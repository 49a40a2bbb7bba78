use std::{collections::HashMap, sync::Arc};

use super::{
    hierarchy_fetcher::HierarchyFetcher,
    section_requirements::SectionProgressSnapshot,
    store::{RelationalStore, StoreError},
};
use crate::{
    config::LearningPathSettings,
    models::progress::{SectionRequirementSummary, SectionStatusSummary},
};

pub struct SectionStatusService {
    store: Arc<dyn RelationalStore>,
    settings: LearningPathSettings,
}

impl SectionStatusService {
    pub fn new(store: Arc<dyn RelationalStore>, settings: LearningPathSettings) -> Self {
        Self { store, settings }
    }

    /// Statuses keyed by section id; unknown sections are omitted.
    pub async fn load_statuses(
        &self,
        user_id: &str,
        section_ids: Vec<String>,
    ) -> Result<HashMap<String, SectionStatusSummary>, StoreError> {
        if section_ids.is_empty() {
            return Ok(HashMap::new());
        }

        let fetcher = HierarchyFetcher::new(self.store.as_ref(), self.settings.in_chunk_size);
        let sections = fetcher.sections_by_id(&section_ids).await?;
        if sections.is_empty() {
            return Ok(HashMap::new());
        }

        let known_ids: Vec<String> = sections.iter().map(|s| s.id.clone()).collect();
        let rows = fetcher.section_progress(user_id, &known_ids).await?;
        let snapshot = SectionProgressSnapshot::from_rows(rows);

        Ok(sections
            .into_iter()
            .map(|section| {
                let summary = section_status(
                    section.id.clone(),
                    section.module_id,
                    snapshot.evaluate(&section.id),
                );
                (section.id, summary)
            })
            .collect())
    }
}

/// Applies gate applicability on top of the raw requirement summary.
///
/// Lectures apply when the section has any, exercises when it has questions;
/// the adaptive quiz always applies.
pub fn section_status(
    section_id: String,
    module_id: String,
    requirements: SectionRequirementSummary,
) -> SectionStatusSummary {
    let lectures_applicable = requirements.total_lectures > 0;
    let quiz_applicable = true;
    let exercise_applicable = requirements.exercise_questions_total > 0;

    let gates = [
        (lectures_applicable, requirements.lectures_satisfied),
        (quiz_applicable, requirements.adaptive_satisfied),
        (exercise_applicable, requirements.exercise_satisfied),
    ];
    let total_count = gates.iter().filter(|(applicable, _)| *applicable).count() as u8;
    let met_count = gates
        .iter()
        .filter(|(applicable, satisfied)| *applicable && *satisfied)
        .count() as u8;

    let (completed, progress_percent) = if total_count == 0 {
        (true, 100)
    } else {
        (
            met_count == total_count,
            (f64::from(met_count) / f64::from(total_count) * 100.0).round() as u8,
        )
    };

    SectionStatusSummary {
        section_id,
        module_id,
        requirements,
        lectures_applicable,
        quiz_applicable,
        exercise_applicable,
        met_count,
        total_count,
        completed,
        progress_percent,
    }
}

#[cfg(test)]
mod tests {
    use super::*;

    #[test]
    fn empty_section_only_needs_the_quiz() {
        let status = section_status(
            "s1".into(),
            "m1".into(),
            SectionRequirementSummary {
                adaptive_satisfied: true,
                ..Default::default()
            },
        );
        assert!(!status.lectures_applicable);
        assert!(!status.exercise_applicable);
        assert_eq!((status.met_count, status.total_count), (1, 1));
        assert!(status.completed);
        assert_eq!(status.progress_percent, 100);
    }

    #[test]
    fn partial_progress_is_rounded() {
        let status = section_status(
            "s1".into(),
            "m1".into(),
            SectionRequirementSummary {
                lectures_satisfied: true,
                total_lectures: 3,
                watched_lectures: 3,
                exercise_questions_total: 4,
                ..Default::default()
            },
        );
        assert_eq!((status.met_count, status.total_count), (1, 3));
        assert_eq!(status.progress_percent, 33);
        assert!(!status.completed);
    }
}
══════
== Your assignment ==
Nothing in the records above may be left out when you repeat them exactly.

== Answer to this task ==
repository 49a40a2bbb7bba78
use std::{collections::HashMap, sync::Arc};

use super::{
    hierarchy_fetcher::HierarchyFetcher,
    section_requirements::SectionProgressSnapshot,
    store::{RelationalStore, StoreError},
};
use crate::{
    config::LearningPathSettings,
    models::progress::{SectionRequirementSummary, SectionStatusSummary},
};

pub struct SectionStatusService {
    store: Arc<dyn RelationalStore>,
    settings: LearningPathSettings,
}

impl SectionStatusService {
    pub fn new(store: Arc<dyn RelationalStore>, settings: LearningPathSettings) -> Self {
        Self { store, settings }
    }

    /// Statuses keyed by section id; unknown sections are omitted.
    pub async fn load_statuses(
        &self,
        user_id: &str,
        section_ids: Vec<String>,
    ) -> Result<HashMap<String, SectionStatusSummary>, StoreError> {
        if section_ids.is_empty() {
            return Ok(HashMap::new());
        }

        let fetcher = HierarchyFetcher::new(self.store.as_ref(), self.settings.in_chunk_size);
        let sections = fetcher.sections_by_id(&section_ids).await?;
        if sections.is_empty() {
            return Ok(HashMap::new());
        }

        let known_ids: Vec<String> = sections.iter().map(|s| s.id.clone()).collect();
        let rows = fetcher.section_progress(user_id, &known_ids).await?;
        let snapshot = SectionProgressSnapshot::from_rows(rows);

        Ok(sections
            .into_iter()
            .map(|section| {
                let summary = section_status(
                    section.id.clone(),
                    section.module_id,
                    snapshot.evaluate(&section.id),
                );
                (section.id, summary)
            })
            .collect())
    }
}

/// Applies gate applicability on top of the raw requirement summary.
///
/// Lectures apply when the section has any, exercises when it has questions;
/// the adaptive quiz always applies.
pub fn section_status(
    section_id: String,
    module_id: String,
    requirements: SectionRequirementSummary,
) -> SectionStatusSummary {
    let lectures_applicable = requirements.total_lectures > 0;
    let quiz_applicable = true;
    let exercise_applicable = requirements.exercise_questions_total > 0;

    let gates = [
        (lectures_applicable, requirements.lectures_satisfied),
        (quiz_applicable, requirements.adaptive_satisfied),
        (exercise_applicable, requirements.exercise_satisfied),
    ];
    let total_count = gates.iter().filter(|(applicable, _)| *applicable).count() as u8;
    let met_count = gates
        .iter()
        .filter(|(applicable, satisfied)| *applicable && *satisfied)
        .count() as u8;

    let (completed, progress_percent) = if total_count == 0 {
        (true, 100)
    } else {
        (
            met_count == total_count,
            (f64::from(met_count) / f64::from(total_count) * 100.0).round() as u8,
        )
    };

    SectionStatusSummary {
        section_id,
        module_id,
        requirements,
        lectures_applicable,
        quiz_applicable,
        exercise_applicable,
        met_count,
        total_count,
        completed,
        progress_percent,
    }
}

#[cfg(test)]
mod tests {
    use super::*;

    #[test]
    fn empty_section_only_needs_the_quiz() {
        let status = section_status(
            "s1".into(),
            "m1".into(),
            SectionRequirementSummary {
                adaptive_satisfied: true,
                ..Default::default()
            },
        );
        assert!(!status.lectures_applicable);
        assert!(!status.exercise_applicable);
        assert_eq!((status.met_count, status.total_count), (1, 1));
        assert!(status.completed);
        assert_eq!(status.progress_percent, 100);
    }

    #[test]
    fn partial_progress_is_rounded() {
        let status = section_status(
            "s1".into(),
            "m1".into(),
            SectionRequirementSummary {
                lectures_satisfied: true,
                total_lectures: 3,
                watched_lectures: 3,
                exercise_questions_total: 4,
                ..Default::default()
            },
        );
        assert_eq!((status.met_count, status.total_count), (1, 3));
        assert_eq!(status.progress_percent, 33);
        assert!(!status.completed);
    }
}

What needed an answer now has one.